Considérese la historia de la Tierra como si fuera la antigua medida de la yarda inglesa, la distancia de la nariz del rey a la punta de su brazo extendido. Una sola pasada de una lima de uñas sobre su dedo medio borra toda la historia de la humanidad. Valdría la pena recordar que la edad de la Tierra se considera en la actualidad en unos 4.57 mil millones de años, aproximadamente la tercera parte de la edad del universo, estimada en 13.7 mil millones de años. Para el hombre, cuando observa el macrocosmos, la Luna, el Sol, la Tierra y todo el mundo visible no son más que un punto insignificante en la enorme cavidad del universo. Y cuando el hombre voltea su mirada hacia abajo, al microcosmos, encuentra otro universo en la infinitud de lo pequeño. En el ancho de un cabello humano cabe un millón de átomos de carbono. Una sola gota de agua puede contener dos sextillones de átomos de oxígeno (un dos seguido de 21 0’s). Y el núcleo del átomo es inimaginablemente pequeño. Si comparamos un átomo con una catedral, el núcleo no sería más grande que una mosca. Entre dos infinitos, el hombre que antes creía dominar el universo, percibe así su insignificancia.

En 1900 se comienza a gestar el otro golpe a la autoestima de la humanidad, con el trabajo de Max Planck, que conduce a la formulación de la mecánica cuántica en 1926, por Werner Heisenberg, Erwin Schrödinger y otros. Esta teoría implica una limitación fundamental en la capacidad del hombre de predecir el futuro: el universo es probabilístico, no determinístico como se pensaba. Incluso Einstein nunca pudo aceptar el golpe: “Dios no juega a los dados con el universo”. En la primera mitad del siglo XX, el ego homocéntrico recibe un golpe tras otro. Ahora le toca a las matemáticas, en especial a la lógica, hacer su contribución. El trabajo de Gödel ha tenido un enorme impacto en el pensamiento científico y filosófico. En 1931, a los 25 años, demuestra sus Teoremas de Incompletitud, que implican que ni siquiera en el mundo de las matemáticas el hombre está posibilitado de saberlo todo, de tener un piso firme donde pararse. A los golpes al ego del ser humano asestados por la física, la biología, la psicología, la geología y las matemáticas, se añaden los de la computación. Mientras el hombre empieza a soñar con robots y supercomputadoras, en 1936 otro jovencito de 24 años, Alan Turing, publica un trabajo que derriba las esperanzas del ser humano en su capacidad para resolver problemas.

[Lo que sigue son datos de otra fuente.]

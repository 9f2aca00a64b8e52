//! What the orchestrator needs from a cluster.
//!
//! [`ClusterMembership`] controls node lifecycle, seal settings and
//! replication membership; [`SealClient`] talks to individual nodes. Both
//! address nodes by index.

use async_trait::async_trait;
use serde_json::Value;
use std::net::SocketAddr;
use tessera_core::{SealConfigs, SealResult, SealStatus};
use tessera_seal::{NodeSealConfig, SealStrategy, UnsealResponse};

/// Node lifecycle and membership
#[async_trait]
pub trait ClusterMembership: Send + Sync {
    /// Number of nodes, running or not
    fn node_count(&self) -> usize;

    /// Whether each node keeps its own replica of the data
    fn uses_replicated_storage(&self) -> bool;

    /// Address peers use to reach node `index`
    fn cluster_addr(&self, index: usize) -> SealResult<SocketAddr>;

    /// Stop a node; its root key is dropped
    async fn stop_node(&self, index: usize) -> SealResult<()>;

    /// Release a stopped node's replica handle so it can be reopened
    async fn close_storage(&self, index: usize) -> SealResult<()>;

    /// Start a stopped node with its current seal settings
    async fn start_node(&self, index: usize) -> SealResult<()>;

    /// Current active node, electing one if needed
    async fn leader(&self) -> SealResult<Option<usize>>;

    /// Seal a running node
    async fn seal_node(&self, index: usize) -> SealResult<()>;

    /// Seal used by nodes without an explicit seal of their own
    async fn set_default_seal(&self, seal: Option<SealStrategy>);

    /// Change a stopped node's seal settings
    async fn configure_node(&self, index: usize, config: NodeSealConfig) -> SealResult<()>;

    /// Create the replication group on node `index`
    async fn bootstrap(&self, index: usize) -> SealResult<()>;

    /// Join node `index` to the replication group led at `leader_addr`
    async fn join_cluster(&self, index: usize, leader_addr: SocketAddr) -> SealResult<()>;

    /// Check that `leader` leads a replication group of `expected_voters`
    async fn verify_membership(&self, leader: usize, expected_voters: usize) -> SealResult<()>;
}

/// Requests to individual nodes
#[async_trait]
pub trait SealClient: Send + Sync {
    /// Seal status of node `index`
    async fn seal_status(&self, index: usize) -> SealResult<SealStatus>;

    /// Submit one base64 share
    async fn unseal(&self, index: usize, share: &str, migrate: bool) -> SealResult<UnsealResponse>;

    /// Unseal through the delegated service
    async fn unseal_with_stored_keys(&self, index: usize) -> SealResult<UnsealResponse>;

    /// Seal configs as persisted in node `index`'s view of storage
    async fn seal_configs(&self, index: usize) -> SealResult<Option<SealConfigs>>;

    /// Read a secret through node `index`
    async fn read_secret(&self, index: usize, path: &str) -> SealResult<Option<Value>>;

    /// Write a secret through node `index`, which must be the leader
    async fn write_secret(&self, index: usize, path: &str, value: &Value) -> SealResult<()>;
}

/// Everything a migration drives
pub trait Cluster: ClusterMembership + SealClient {}

impl<T: ClusterMembership + SealClient + ?Sized> Cluster for T {}
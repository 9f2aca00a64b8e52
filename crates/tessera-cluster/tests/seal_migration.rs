//! End-to-end seal migrations over five-node in-process clusters.

#![allow(clippy::unwrap_used)]

use assert_matches::assert_matches;
use std::sync::Arc;
use tessera_cluster::{
    ClusterMembership, MigrationDirection, MigrationOrchestrator, MigrationPhase,
    MigrationRequest, SealClient,
};
use tessera_core::{SealError, SealKind, SealSettings};
use tessera_seal::SealStrategy;
use tessera_testkit::{
    init_test_tracing, initialize_delegated, initialize_shamir, initialize_shamir_with,
    run_autoseal, run_shamir, secret_check, secret_value, test_settings, InitializedCluster,
    ReusableStorage, StorageKind, TestCluster, TransitSealServer, NUM_TEST_NODES, SECRET_PATH,
};

const TRANSIT_ADDR: &str = "127.0.0.1:8200";
const TRANSIT_KEY: &str = "transit-seal-key";

fn transit() -> (TransitSealServer, SealStrategy) {
    let server = TransitSealServer::new(TRANSIT_ADDR);
    let seal = server.make_seal(TRANSIT_KEY).unwrap();
    (server, seal)
}

fn orchestrator(
    cluster: &Arc<TestCluster>,
    direction: MigrationDirection,
    seal: &SealStrategy,
    keys: &[String],
) -> MigrationOrchestrator<TestCluster> {
    let request = MigrationRequest::new(direction, seal.clone(), keys.to_vec())
        .with_secret_check(secret_check());
    MigrationOrchestrator::new(Arc::clone(cluster), test_settings(), request)
}

async fn shamir_to_delegated_offline(kind: StorageKind, base_port: u16) {
    init_test_tracing();
    let storage = ReusableStorage::new(kind, NUM_TEST_NODES).unwrap();
    let InitializedCluster { cluster, keys } =
        initialize_shamir(storage.clone(), base_port).await.unwrap();
    let (_transit, seal) = transit();

    let mut migration = orchestrator(&cluster, MigrationDirection::ShamirToDelegated, &seal, &keys);
    let run = migration.migrate_offline().await.unwrap();
    assert_eq!(run.phase, MigrationPhase::Verified);
    assert_eq!(run.leader_index, Some(0));
    assert_eq!(run.nodes_migrated, vec![0]);
    assert_eq!((run.from, run.to), (SealKind::Shamir, SealKind::Delegated));
    cluster.cleanup().await.unwrap();

    let restarted = run_autoseal(storage, base_port, seal).await.unwrap();
    restarted.cleanup().await.unwrap();
}

async fn shamir_to_delegated_rolling(kind: StorageKind, base_port: u16) {
    init_test_tracing();
    let storage = ReusableStorage::new(kind, NUM_TEST_NODES).unwrap();
    let InitializedCluster { cluster, keys } =
        initialize_shamir(storage.clone(), base_port).await.unwrap();
    let (_transit, seal) = transit();

    let mut migration = orchestrator(&cluster, MigrationDirection::ShamirToDelegated, &seal, &keys);
    let run = migration.migrate_rolling().await.unwrap();
    assert_eq!(run.phase, MigrationPhase::Verified);
    assert_eq!(run.leader_index, Some(1));
    assert_eq!(run.nodes_migrated, vec![1, 2, 3, 4, 0]);

    // Node 0 rejoins on the new seal without leaving a migration behind
    let status = cluster.seal_status(0).await.unwrap();
    assert!(!status.sealed);
    assert!(!status.migration_in_progress);
    assert_eq!(status.kind, SealKind::Delegated);
    assert_eq!(
        cluster.read_secret(0, SECRET_PATH).await.unwrap(),
        Some(secret_value())
    );
    cluster.cleanup().await.unwrap();

    let restarted = run_autoseal(storage, base_port, seal).await.unwrap();
    restarted.cleanup().await.unwrap();
}

async fn delegated_to_shamir_rolling(kind: StorageKind, base_port: u16) {
    init_test_tracing();
    let storage = ReusableStorage::new(kind, NUM_TEST_NODES).unwrap();
    let (transit, seal) = transit();
    let InitializedCluster { cluster, keys } =
        initialize_delegated(storage.clone(), base_port, seal.clone())
            .await
            .unwrap();

    let mut migration = orchestrator(&cluster, MigrationDirection::DelegatedToShamir, &seal, &keys);
    let run = migration.migrate_rolling().await.unwrap();
    assert_eq!(run.phase, MigrationPhase::Verified);
    assert_eq!(run.leader_index, Some(1));
    assert_eq!((run.from, run.to), (SealKind::Delegated, SealKind::Shamir));

    // Node 0 still runs its old delegated settings but must not queue a
    // migration back to them
    let status = cluster.seal_status(0).await.unwrap();
    assert!(!status.sealed);
    assert!(!status.migration_in_progress);
    assert_eq!(status.kind, SealKind::Shamir);
    assert_eq!(
        cluster.read_secret(0, SECRET_PATH).await.unwrap(),
        Some(secret_value())
    );

    if kind != StorageKind::Replicated {
        // Hand leadership back to node 0; the stored seal stays Shamir
        for index in 1..NUM_TEST_NODES {
            cluster.stop_node(index).await.unwrap();
        }
        assert_eq!(cluster.leader().await.unwrap(), Some(0));
        let configs = cluster.seal_configs(0).await.unwrap().unwrap();
        assert_eq!(configs.barrier.kind, SealKind::Shamir);
        assert_eq!(configs.recovery, None);
    }
    cluster.cleanup().await.unwrap();

    // The delegated seal is no longer needed by anyone
    transit.destroy();
    let restarted = run_shamir(storage, base_port, &keys).await.unwrap();
    restarted.cleanup().await.unwrap();
}

#[tokio::test(start_paused = true)]
async fn test_shamir_to_delegated_offline_inmem() {
    shamir_to_delegated_offline(StorageKind::Inmem, 32000).await;
}

#[tokio::test(start_paused = true)]
async fn test_shamir_to_delegated_offline_file() {
    shamir_to_delegated_offline(StorageKind::File, 32100).await;
}

#[tokio::test(start_paused = true)]
async fn test_shamir_to_delegated_rolling_inmem() {
    shamir_to_delegated_rolling(StorageKind::Inmem, 32200).await;
}

#[tokio::test(start_paused = true)]
async fn test_shamir_to_delegated_rolling_file() {
    shamir_to_delegated_rolling(StorageKind::File, 32300).await;
}

#[tokio::test(start_paused = true)]
async fn test_shamir_to_delegated_rolling_replicated() {
    shamir_to_delegated_rolling(StorageKind::Replicated, 32400).await;
}

#[tokio::test(start_paused = true)]
async fn test_delegated_to_shamir_rolling_inmem() {
    delegated_to_shamir_rolling(StorageKind::Inmem, 32500).await;
}

#[tokio::test(start_paused = true)]
async fn test_delegated_to_shamir_rolling_file() {
    delegated_to_shamir_rolling(StorageKind::File, 32600).await;
}

#[tokio::test(start_paused = true)]
async fn test_delegated_to_shamir_rolling_replicated() {
    delegated_to_shamir_rolling(StorageKind::Replicated, 32700).await;
}

#[tokio::test(start_paused = true)]
async fn test_threshold_of_keys_migrates_larger_share_set() {
    init_test_tracing();
    let storage = ReusableStorage::new(StorageKind::Inmem, NUM_TEST_NODES).unwrap();
    let seal_settings = SealSettings {
        secret_shares: 5,
        secret_threshold: 3,
    };
    let InitializedCluster { cluster, keys } =
        initialize_shamir_with(storage, 33200, seal_settings)
            .await
            .unwrap();
    assert_eq!(keys.len(), 5);
    let (_transit, seal) = transit();

    // Only a quorum of operators shows up
    let quorum = &keys[..3];
    let mut migration = orchestrator(&cluster, MigrationDirection::ShamirToDelegated, &seal, quorum);
    let run = migration.migrate_rolling().await.unwrap();
    assert_eq!(run.phase, MigrationPhase::Verified);

    let configs = cluster.seal_configs(run.leader_index.unwrap()).await.unwrap().unwrap();
    assert_eq!(configs.barrier.kind, SealKind::Delegated);
    configs
        .recovery
        .unwrap()
        .verify(SealKind::Shamir, 5, 3, 0)
        .unwrap();
    cluster.cleanup().await.unwrap();
}

#[tokio::test(start_paused = true)]
async fn test_fewer_keys_than_threshold_rejected_up_front() {
    init_test_tracing();
    let storage = ReusableStorage::new(StorageKind::Inmem, NUM_TEST_NODES).unwrap();
    let InitializedCluster { cluster, keys } = initialize_shamir(storage, 33300).await.unwrap();
    let (_transit, seal) = transit();

    let mut migration =
        orchestrator(&cluster, MigrationDirection::ShamirToDelegated, &seal, &keys[..2]);
    assert_matches!(
        migration.migrate_rolling().await,
        Err(SealError::InvalidRequest { .. })
    );
    assert!(migration.run().nodes_migrated.is_empty());
    for index in 0..NUM_TEST_NODES {
        assert!(!cluster.seal_status(index).await.unwrap().sealed);
    }
    cluster.cleanup().await.unwrap();
}

#[tokio::test(start_paused = true)]
async fn test_leader_handoff_times_out() {
    init_test_tracing();
    let storage = ReusableStorage::new(StorageKind::Inmem, NUM_TEST_NODES).unwrap();
    let InitializedCluster { cluster, keys } = initialize_shamir(storage, 32800).await.unwrap();
    let (_transit, seal) = transit();

    cluster.set_elections_blocked(true);
    let mut migration = orchestrator(&cluster, MigrationDirection::ShamirToDelegated, &seal, &keys);
    assert_matches!(
        migration.migrate_rolling().await,
        Err(SealError::Timeout { .. })
    );
    assert_matches!(
        &migration.run().phase,
        MigrationPhase::Failed(SealError::Timeout { .. })
    );
    assert_eq!(migration.run().nodes_migrated, vec![1, 2, 3, 4]);
    assert_eq!(migration.run().leader_index, None);

    // A failed run cannot be resumed
    assert_matches!(
        migration.migrate_rolling().await,
        Err(SealError::InvalidRequest { .. })
    );
    cluster.cleanup().await.unwrap();
}

#[tokio::test(start_paused = true)]
async fn test_unreachable_delegated_seal_fails_first_follower() {
    init_test_tracing();
    let storage = ReusableStorage::new(StorageKind::Inmem, NUM_TEST_NODES).unwrap();
    let InitializedCluster { cluster, keys } = initialize_shamir(storage, 32900).await.unwrap();
    let (transit, seal) = transit();

    transit.shutdown();
    let mut migration = orchestrator(&cluster, MigrationDirection::ShamirToDelegated, &seal, &keys);
    assert_matches!(
        migration.migrate_rolling().await,
        Err(SealError::ServiceUnavailable { .. })
    );
    assert_matches!(
        &migration.run().phase,
        MigrationPhase::Failed(SealError::ServiceUnavailable { .. })
    );
    assert!(migration.run().nodes_migrated.is_empty());

    // Stored seal is untouched and the old leader still serves data
    let configs = cluster.seal_configs(0).await.unwrap().unwrap();
    assert_eq!(configs.barrier.kind, SealKind::Shamir);
    assert_eq!(cluster.leader().await.unwrap(), Some(0));
    assert_eq!(
        cluster.read_secret(0, SECRET_PATH).await.unwrap(),
        Some(secret_value())
    );

    // Rerunning once the service is back converts every node
    transit.restart().unwrap();
    let mut retry = orchestrator(&cluster, MigrationDirection::ShamirToDelegated, &seal, &keys);
    let run = retry.migrate_rolling().await.unwrap();
    assert_eq!(run.phase, MigrationPhase::Verified);
    assert_eq!(run.leader_index, Some(1));
    cluster.cleanup().await.unwrap();
}

#[tokio::test(start_paused = true)]
async fn test_offline_migration_rejects_replicated_storage() {
    init_test_tracing();
    let storage = ReusableStorage::new(StorageKind::Replicated, NUM_TEST_NODES).unwrap();
    let InitializedCluster { cluster, keys } = initialize_shamir(storage, 33000).await.unwrap();
    let (_transit, seal) = transit();

    let mut migration = orchestrator(&cluster, MigrationDirection::ShamirToDelegated, &seal, &keys);
    assert_matches!(
        migration.migrate_offline().await,
        Err(SealError::InvalidRequest { .. })
    );
    for index in 0..NUM_TEST_NODES {
        assert!(!cluster.seal_status(index).await.unwrap().sealed);
    }
    cluster.cleanup().await.unwrap();
}

#[tokio::test(start_paused = true)]
async fn test_direction_must_match_stored_seal() {
    init_test_tracing();
    let storage = ReusableStorage::new(StorageKind::Inmem, NUM_TEST_NODES).unwrap();
    let InitializedCluster { cluster, keys } = initialize_shamir(storage, 33100).await.unwrap();
    let (_transit, seal) = transit();

    let mut migration = orchestrator(&cluster, MigrationDirection::DelegatedToShamir, &seal, &keys);
    assert_matches!(
        migration.migrate_rolling().await,
        Err(SealError::InvalidRequest { .. })
    );
    assert!(migration.run().nodes_migrated.is_empty());
    cluster.cleanup().await.unwrap();
}
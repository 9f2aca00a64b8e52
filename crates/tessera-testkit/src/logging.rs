//! Test log output.

use tracing_subscriber::EnvFilter;

/// Send tracing output to the test harness.
///
/// Honours `RUST_LOG`, defaulting to `info`. Safe to call from every test;
/// only the first call installs a subscriber.
pub fn init_test_tracing() {
    let filter = EnvFilter::try_from_default_env().unwrap_or_else(|_| EnvFilter::new("info"));
    let _ = tracing_subscriber::fmt()
        .with_env_filter(filter)
        .with_target(false)
        .with_test_writer()
        .try_init();
}
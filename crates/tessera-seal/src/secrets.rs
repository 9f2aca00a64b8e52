//! Logical data encrypted under the root key.
//!
//! Only reachable while a node is unsealed. Used to prove that data written
//! before a migration is still readable afterwards.

use crate::storage::{StorageBackend, StorageExt};
use rand::rngs::OsRng;
use serde_json::Value;
use std::sync::Arc;
use tessera_core::{RootKey, SealError, SealResult, SealedBlob};

const LOGICAL_PREFIX: &str = "logical/";
const LOGICAL_CONTEXT: &str = "tessera-logical";

/// JSON documents stored under `logical/<path>`
pub struct SecretStore {
    storage: Arc<dyn StorageBackend>,
    root_key: RootKey,
}

impl SecretStore {
    /// Store over `storage`, encrypting with `root_key`
    pub fn new(storage: Arc<dyn StorageBackend>, root_key: RootKey) -> Self {
        Self { storage, root_key }
    }

    /// Encrypt and write a document
    pub async fn write(&self, path: &str, value: &Value) -> SealResult<()> {
        let key = storage_key(path)?;
        let plaintext = serde_json::to_vec(value)?;
        let blob = SealedBlob::seal(
            &plaintext,
            self.root_key.as_bytes(),
            &context(path),
            &mut OsRng,
        )?;
        self.storage.put_json(&key, &blob).await
    }

    /// Read and decrypt a document
    pub async fn read(&self, path: &str) -> SealResult<Option<Value>> {
        let key = storage_key(path)?;
        let Some(blob) = self.storage.get_json::<SealedBlob>(&key).await? else {
            return Ok(None);
        };
        if blob.context != context(path) {
            return Err(SealError::consistency(format!(
                "record at {path} belongs to another path"
            )));
        }
        let plaintext = blob.open(self.root_key.as_bytes()).map_err(|_| {
            SealError::consistency(format!("record at {path} does not open under the root key"))
        })?;
        Ok(Some(serde_json::from_slice(&plaintext)?))
    }

    /// Remove a document
    pub async fn delete(&self, path: &str) -> SealResult<bool> {
        self.storage.delete(&storage_key(path)?).await
    }

    /// Paths under `prefix`
    pub async fn list(&self, prefix: &str) -> SealResult<Vec<String>> {
        let keys = self
            .storage
            .list(&format!("{LOGICAL_PREFIX}{prefix}"))
            .await?;
        Ok(keys
            .into_iter()
            .filter_map(|key| key.strip_prefix(LOGICAL_PREFIX).map(str::to_string))
            .collect())
    }
}

fn storage_key(path: &str) -> SealResult<String> {
    let path = path.trim_matches('/');
    if path.is_empty() {
        return Err(SealError::invalid_request("secret path cannot be empty"));
    }
    Ok(format!("{LOGICAL_PREFIX}{path}"))
}

fn context(path: &str) -> String {
    format!("{LOGICAL_CONTEXT}:{}", path.trim_matches('/'))
}
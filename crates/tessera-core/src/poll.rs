//! Bounded polling.
//!
//! Every cross-node wait (leader election, migration commit, N nodes unsealed)
//! goes through [`poll_until`] so timeout semantics are identical everywhere:
//! the check runs at least once, and exceeding the deadline is an error.

use crate::errors::{SealError, SealResult};
use serde::{Deserialize, Serialize};
use std::future::Future;
use std::time::Duration;
use tokio::time::{sleep, Instant};
use tracing::debug;

/// Poll interval and overall deadline for one wait
#[derive(Debug, Clone, Copy, PartialEq, Eq, Serialize, Deserialize)]
pub struct PollPolicy {
    /// Delay between checks
    pub interval: Duration,
    /// Give up once this much time has passed
    pub timeout: Duration,
}

impl PollPolicy {
    /// Build a policy from an interval and a deadline
    pub fn new(interval: Duration, timeout: Duration) -> Self {
        Self { interval, timeout }
    }
}

/// Run `check` every `policy.interval` until it yields a value.
///
/// `Ok(None)` means "not yet"; an `Err` from the check aborts the wait
/// immediately. Callers that want to tolerate transient errors map them to
/// `Ok(None)` themselves.
pub async fn poll_until<T, F, Fut>(what: &str, policy: PollPolicy, mut check: F) -> SealResult<T>
where
    F: FnMut() -> Fut,
    Fut: Future<Output = SealResult<Option<T>>>,
{
    let started = Instant::now();
    let mut attempts: u32 = 0;

    loop {
        attempts += 1;
        if let Some(value) = check().await? {
            return Ok(value);
        }

        let elapsed = started.elapsed();
        if elapsed >= policy.timeout {
            return Err(SealError::timeout(
                format!("{what} did not complete after {attempts} attempts"),
                elapsed.as_millis() as u64,
            ));
        }

        debug!(what, attempts, "condition not met yet, polling again");
        sleep(policy.interval).await;
    }
}
//! # Tessera Cluster
//!
//! Moves a running cluster between a Shamir seal and a delegated seal
//! without losing data or availability.
//!
//! ## Architecture
//!
//! - **membership**: the [`ClusterMembership`] and [`SealClient`] contracts
//! - **options**: node addressing and cluster layout
//! - **policy**: [`MigrationDirection`] and [`final_node_uses_migrate`]
//! - **migration**: [`MigrationOrchestrator`], rolling and whole-cluster-down flows
//! - **verify**: post-migration config and data checks

#![forbid(unsafe_code)]

pub mod membership;
pub mod migration;
pub mod options;
pub mod policy;
pub mod verify;

pub use membership::{Cluster, ClusterMembership, SealClient};
pub use migration::{MigrationOrchestrator, MigrationPhase, MigrationRequest, MigrationRun};
pub use options::{ClusterOptions, HardcodedAddressProvider, ServerAddressProvider};
pub use policy::{final_node_uses_migrate, MigrationDirection};
pub use verify::{verify_seal, ConfigShape, ExpectedSeal, SecretCheck};
//! In-memory passage store
//!
//! Loads a plain-text biography, splits it into blank-line separated passages,
//! embeds each one once and answers searches by cosine similarity. Meant for
//! small biographies and for running without a vector database.

use async_trait::async_trait;
use std::path::Path;
use std::sync::Arc;

use crate::embedding::{cosine_similarity, Embedder, Embedding};
use crate::errors::RetrievalError;
use crate::rag::retrieval::{Passage, Retriever};

/// Retriever over passages held in process memory
pub struct MemoryRetriever {
    embedder: Arc<dyn Embedder>,
    entries: Vec<(Passage, Embedding)>,
    /// Length shared by every indexed vector; 0 for an empty store
    dimension: usize,
}

impl MemoryRetriever {
    /// Embed `passages` and keep them for searching
    pub async fn from_passages(
        embedder: Arc<dyn Embedder>,
        passages: Vec<Passage>,
    ) -> Result<Self, RetrievalError> {
        if passages.is_empty() {
            return Ok(Self {
                embedder,
                entries: Vec::new(),
                dimension: 0,
            });
        }

        let texts: Vec<String> = passages.iter().map(|p| p.content.clone()).collect();
        let embeddings = embedder.embed_documents(&texts).await?;

        if embeddings.len() != passages.len() {
            return Err(RetrievalError::Embedding(format!(
                "expected {} embeddings, got {}",
                passages.len(),
                embeddings.len()
            )));
        }

        let dimension = embeddings[0].len();
        if dimension == 0 || embeddings.iter().any(|e| e.len() != dimension) {
            return Err(RetrievalError::MalformedResponse(format!(
                "passage embeddings have inconsistent dimensions (first is {})",
                dimension
            )));
        }

        Ok(Self {
            embedder,
            entries: passages.into_iter().zip(embeddings).collect(),
            dimension,
        })
    }

    /// Read a biography file and index its paragraphs
    pub async fn from_file(
        embedder: Arc<dyn Embedder>,
        path: &Path,
    ) -> Result<Self, RetrievalError> {
        let text = tokio::fs::read_to_string(path).await.map_err(|e| {
            RetrievalError::Store(format!("Failed to read passages file {}: {}", path.display(), e))
        })?;

        let passages = split_passages(&text, &path.display().to_string());
        tracing::debug!(path = %path.display(), passages = passages.len(), "loaded biography");

        Self::from_passages(embedder, passages).await
    }

    /// Number of indexed passages
    pub fn len(&self) -> usize {
        self.entries.len()
    }

    /// Returns `true` if nothing is indexed
    pub fn is_empty(&self) -> bool {
        self.entries.is_empty()
    }
}

/// Split text on blank lines; each non-empty paragraph becomes a passage.
///
/// Lines inside a paragraph are kept as written. Metadata records the source
/// and the 0-based paragraph index.
pub fn split_passages(text: &str, source: &str) -> Vec<Passage> {
    let mut passages = Vec::new();
    let mut current: Vec<&str> = Vec::new();

    let flush = |current: &mut Vec<&str>, passages: &mut Vec<Passage>| {
        if !current.is_empty() {
            let index = passages.len();
            passages.push(
                Passage::new(current.join("\n"))
                    .with_metadata("source", serde_json::json!(source))
                    .with_metadata("paragraph", serde_json::json!(index)),
            );
            current.clear();
        }
    };

    for line in text.lines() {
        if line.trim().is_empty() {
            flush(&mut current, &mut passages);
        } else {
            current.push(line.trim_end());
        }
    }
    flush(&mut current, &mut passages);

    passages
}

#[async_trait]
impl Retriever for MemoryRetriever {
    async fn search(&self, query: &str, k: usize) -> Result<Vec<Passage>, RetrievalError> {
        if k == 0 || self.entries.is_empty() {
            return Ok(Vec::new());
        }

        let query_embedding = self.embedder.embed_query(query).await?;
        if query_embedding.len() != self.dimension {
            return Err(RetrievalError::MalformedResponse(format!(
                "query embedding has {} dimensions, index has {}",
                query_embedding.len(),
                self.dimension
            )));
        }

        let mut scored: Vec<(f32, &Passage)> = self
            .entries
            .iter()
            .map(|(passage, embedding)| (cosine_similarity(&query_embedding, embedding), passage))
            .collect();

        // Stable sort keeps file order among equal scores
        scored.sort_by(|a, b| b.0.total_cmp(&a.0));
        scored.truncate(k);

        Ok(scored
            .into_iter()
            .map(|(score, passage)| {
                passage.clone().with_metadata("score", serde_json::json!(score))
            })
            .collect())
    }
}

Con este trabajo y otros de Alonzo Church y Stephen Kleene se descubre que ni siquiera con la ayuda de estas máquinas temibles, aparentemente todopoderosas, el hombre volverá a reinar sobre el universo. Aunque hay muchos problemas que las computadoras pueden resolver, el universo de los que no se pueden solucionar es infinitamente más grande, no solamente para las computadoras del presente, sino también para cualquiera que pudiera inventarse en el futuro. El golpe final de la computación llegó en 1965 con el trabajo de Hartmanis y Stearns quienes van más allá de estudiar si un problema es computable o no; se preocupan por estudiar cuánto tiempo tomaría en resolverse. Y es cuando descubrimos que del pequeño mundo de los problemas computables, la gran mayoría está fuera de nuestro alcance, ya que tomarían en resolverse más tiempo que la edad del universo, inclusive con las más veloces computadoras que el ser humano pueda imaginar en inventar.

Hemos quedado lejos de la imagen del mundo que prevaleció por siglos, hasta la Edad Media, con el hombre situado tranquilamente en el centro, el firme suelo de la Tierra bajo sus pies
, y las seguras esferas celestes por arriba, habitadas por Dios y sus ángeles. Pascal aterrorizado decía: “El eterno silencio de estos espacios infinitos me llena de temor”. Pero es justamente ésta la grandeza del hombre, que es el único capaz de observar estos abismos, de estudiarlos, de temerles y maravillarse con ellos.